### REQUIRED WORK:
Below are records that must be duplicated exactly.

### DATA RECORDS:

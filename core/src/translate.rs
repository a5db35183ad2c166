//! Field-level converters between the panel's string encodings and typed
//! values.
//!
//! The panel encodes numbers as strings, "no limit" as either `"unlimited"`
//! or an empty string depending on the field, and booleans with two separate
//! vocabularies (`ON`/`OFF` and `yes`/`no`). Every function here is pure and
//! total: malformed numbers become `0` and unrecognized flags become `false`.

use serde::{Deserialize, Deserializer};
use serde_json::Value;

/// Public-model sentinel for "no quota limit".
pub const UNLIMITED: i64 = -1;

const UNLIMITED_WIRE: &str = "unlimited";

/// `""` and `"unlimited"` map to [`UNLIMITED`]; anything non-numeric maps to
/// `0`.
pub fn parse_number(raw: &str) -> i64 {
    if raw.is_empty() || raw == UNLIMITED_WIRE {
        return UNLIMITED;
    }
    raw.trim().parse().unwrap_or(0)
}

/// Inverse of [`parse_number`]. Fields that spell "no limit" as an empty
/// string pass `empty_for_unlimited = true`.
pub fn format_number(value: i64, empty_for_unlimited: bool) -> String {
    if value == UNLIMITED {
        if empty_for_unlimited {
            return String::new();
        }
        return UNLIMITED_WIRE.to_string();
    }
    value.to_string()
}

/// Case-insensitive: `ON`/`YES` are true, everything else is false.
pub fn parse_flag(raw: &str) -> bool {
    raw.eq_ignore_ascii_case("on") || raw.eq_ignore_ascii_case("yes")
}

pub fn format_on_off(value: bool) -> String {
    let word = if value { "ON" } else { "OFF" };
    word.to_string()
}

pub fn format_yes_no(value: bool) -> String {
    let word = if value { "yes" } else { "no" };
    word.to_string()
}

/// Lenient integer extraction for fields whose JSON type varies between
/// endpoints. Numeric strings and numbers convert, floats truncate, anything
/// else is `0`. Unlike [`parse_number`] an empty string is `0`, which matches
/// how the panel reports unused counters.
pub fn number_from_value(value: &Value) -> i64 {
    match value {
        Value::String(s) => s.trim().parse::<i64>().unwrap_or_else(|_| {
            s.trim().parse::<f64>().map(|f| f as i64).unwrap_or(0)
        }),
        Value::Number(n) => n
            .as_i64()
            .or_else(|| n.as_f64().map(|f| f as i64))
            .unwrap_or(0),
        Value::Bool(b) => i64::from(*b),
        _ => 0,
    }
}

/// Lenient integer extraction from a string (the counterpart of
/// [`number_from_value`] for fields that are always strings).
pub fn number_from_str(raw: &str) -> i64 {
    number_from_value(&Value::String(raw.to_string()))
}

/// Usage fields arrive either as a bare value or as an object carrying the
/// figure under `"usage"`.
pub fn usage_from_value(value: &Value) -> i64 {
    match value {
        Value::Object(map) => map.get("usage").map(number_from_value).unwrap_or(0),
        other => number_from_value(other),
    }
}

/// Serde adapter for wire strings that some endpoints send as numbers,
/// booleans or `null`. Non-scalar values are kept as their JSON text.
pub fn lenient_string<'de, D: Deserializer<'de>>(deserializer: D) -> Result<String, D::Error> {
    Ok(match Value::deserialize(deserializer)? {
        Value::String(s) => s,
        Value::Null => String::new(),
        Value::Bool(b) => b.to_string(),
        Value::Number(n) => n.to_string(),
        other => other.to_string(),
    })
}

/// Like [`lenient_string`] for list fields: `null` and `""` become empty.
pub fn lenient_list<'de, D: Deserializer<'de>>(deserializer: D) -> Result<Vec<String>, D::Error> {
    Ok(match Value::deserialize(deserializer)? {
        Value::Array(items) => items
            .into_iter()
            .map(|item| match item {
                Value::String(s) => s,
                other => other.to_string(),
            })
            .collect(),
        Value::String(s) if s.is_empty() => Vec::new(),
        Value::String(s) => vec![s],
        _ => Vec::new(),
    })
}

### SOLUTION FOR THIS PROBLEM:
filename core/src/translate.rs
repository a5db35183ad2c166
//! Field-level converters between the panel's string encodings and typed
//! values.
//!
//! The panel encodes numbers as strings, "no limit" as either `"unlimited"`
//! or an empty string depending on the field, and booleans with two separate
//! vocabularies (`ON`/`OFF` and `yes`/`no`). Every function here is pure and
//! total: malformed numbers become `0` and unrecognized flags become `false`.

use serde::{Deserialize, Deserializer};
use serde_json::Value;

/// Public-model sentinel for "no quota limit".
pub const UNLIMITED: i64 = -1;

const UNLIMITED_WIRE: &str = "unlimited";

/// `""` and `"unlimited"` map to [`UNLIMITED`]; anything non-numeric maps to
/// `0`.
pub fn parse_number(raw: &str) -> i64 {
    if raw.is_empty() || raw == UNLIMITED_WIRE {
        return UNLIMITED;
    }
    raw.trim().parse().unwrap_or(0)
}

/// Inverse of [`parse_number`]. Fields that spell "no limit" as an empty
/// string pass `empty_for_unlimited = true`.
pub fn format_number(value: i64, empty_for_unlimited: bool) -> String {
    if value == UNLIMITED {
        if empty_for_unlimited {
            return String::new();
        }
        return UNLIMITED_WIRE.to_string();
    }
    value.to_string()
}

/// Case-insensitive: `ON`/`YES` are true, everything else is false.
pub fn parse_flag(raw: &str) -> bool {
    raw.eq_ignore_ascii_case("on") || raw.eq_ignore_ascii_case("yes")
}

pub fn format_on_off(value: bool) -> String {
    let word = if value { "ON" } else { "OFF" };
    word.to_string()
}

pub fn format_yes_no(value: bool) -> String {
    let word = if value { "yes" } else { "no" };
    word.to_string()
}

/// Lenient integer extraction for fields whose JSON type varies between
/// endpoints. Numeric strings and numbers convert, floats truncate, anything
/// else is `0`. Unlike [`parse_number`] an empty string is `0`, which matches
/// how the panel reports unused counters.
pub fn number_from_value(value: &Value) -> i64 {
    match value {
        Value::String(s) => s.trim().parse::<i64>().unwrap_or_else(|_| {
            s.trim().parse::<f64>().map(|f| f as i64).unwrap_or(0)
        }),
        Value::Number(n) => n
            .as_i64()
            .or_else(|| n.as_f64().map(|f| f as i64))
            .unwrap_or(0),
        Value::Bool(b) => i64::from(*b),
        _ => 0,
    }
}

/// Lenient integer extraction from a string (the counterpart of
/// [`number_from_value`] for fields that are always strings).
pub fn number_from_str(raw: &str) -> i64 {
    number_from_value(&Value::String(raw.to_string()))
}

/// Usage fields arrive either as a bare value or as an object carrying the
/// figure under `"usage"`.
pub fn usage_from_value(value: &Value) -> i64 {
    match value {
        Value::Object(map) => map.get("usage").map(number_from_value).unwrap_or(0),
        other => number_from_value(other),
    }
}

/// Serde adapter for wire strings that some endpoints send as numbers,
/// booleans or `null`. Non-scalar values are kept as their JSON text.
pub fn lenient_string<'de, D: Deserializer<'de>>(deserializer: D) -> Result<String, D::Error> {
    Ok(match Value::deserialize(deserializer)? {
        Value::String(s) => s,
        Value::Null => String::new(),
        Value::Bool(b) => b.to_string(),
        Value::Number(n) => n.to_string(),
        other => other.to_string(),
    })
}

/// Like [`lenient_string`] for list fields: `null` and `""` become empty.
pub fn lenient_list<'de, D: Deserializer<'de>>(deserializer: D) -> Result<Vec<String>, D::Error> {
    Ok(match Value::deserialize(deserializer)? {
        Value::Array(items) => items
            .into_iter()
            .map(|item| match item {
                Value::String(s) => s,
                other => other.to_string(),
            })
            .collect(),
        Value::String(s) if s.is_empty() => Vec::new(),
        Value::String(s) => vec![s],
        _ => Vec::new(),
    })
}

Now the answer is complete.